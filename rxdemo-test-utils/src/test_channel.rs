// Copyright 2025 Umberto Gotti <umberto.gotti@umbertogotti.dev>
// Licensed under the Apache License, Version 2.0
// http://www.apache.org/licenses/LICENSE-2.0

use tokio::sync::mpsc;
use tokio_stream::wrappers::UnboundedReceiverStream;

/// Creates an unbounded channel whose receiving half is already a `Stream`.
pub fn test_channel<T>() -> (mpsc::UnboundedSender<T>, UnboundedReceiverStream<T>) {
    let (tx, rx) = mpsc::unbounded_channel();
    (tx, UnboundedReceiverStream::new(rx))
}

.....

Produce the whole listing again, exactly as it reads above.

filename rxdemo-test-utils/src/test_channel.rs
// Copyright 2025 Umberto Gotti <umberto.gotti@umbertogotti.dev>
// Licensed under the Apache License, Version 2.0
// http://www.apache.org/licenses/LICENSE-2.0

use tokio::sync::mpsc;
use tokio_stream::wrappers::UnboundedReceiverStream;

/// Creates an unbounded channel whose receiving half is already a `Stream`.
pub fn test_channel<T>() -> (mpsc::UnboundedSender<T>, UnboundedReceiverStream<T>) {
    let (tx, rx) = mpsc::unbounded_channel();
    (tx, UnboundedReceiverStream::new(rx))
}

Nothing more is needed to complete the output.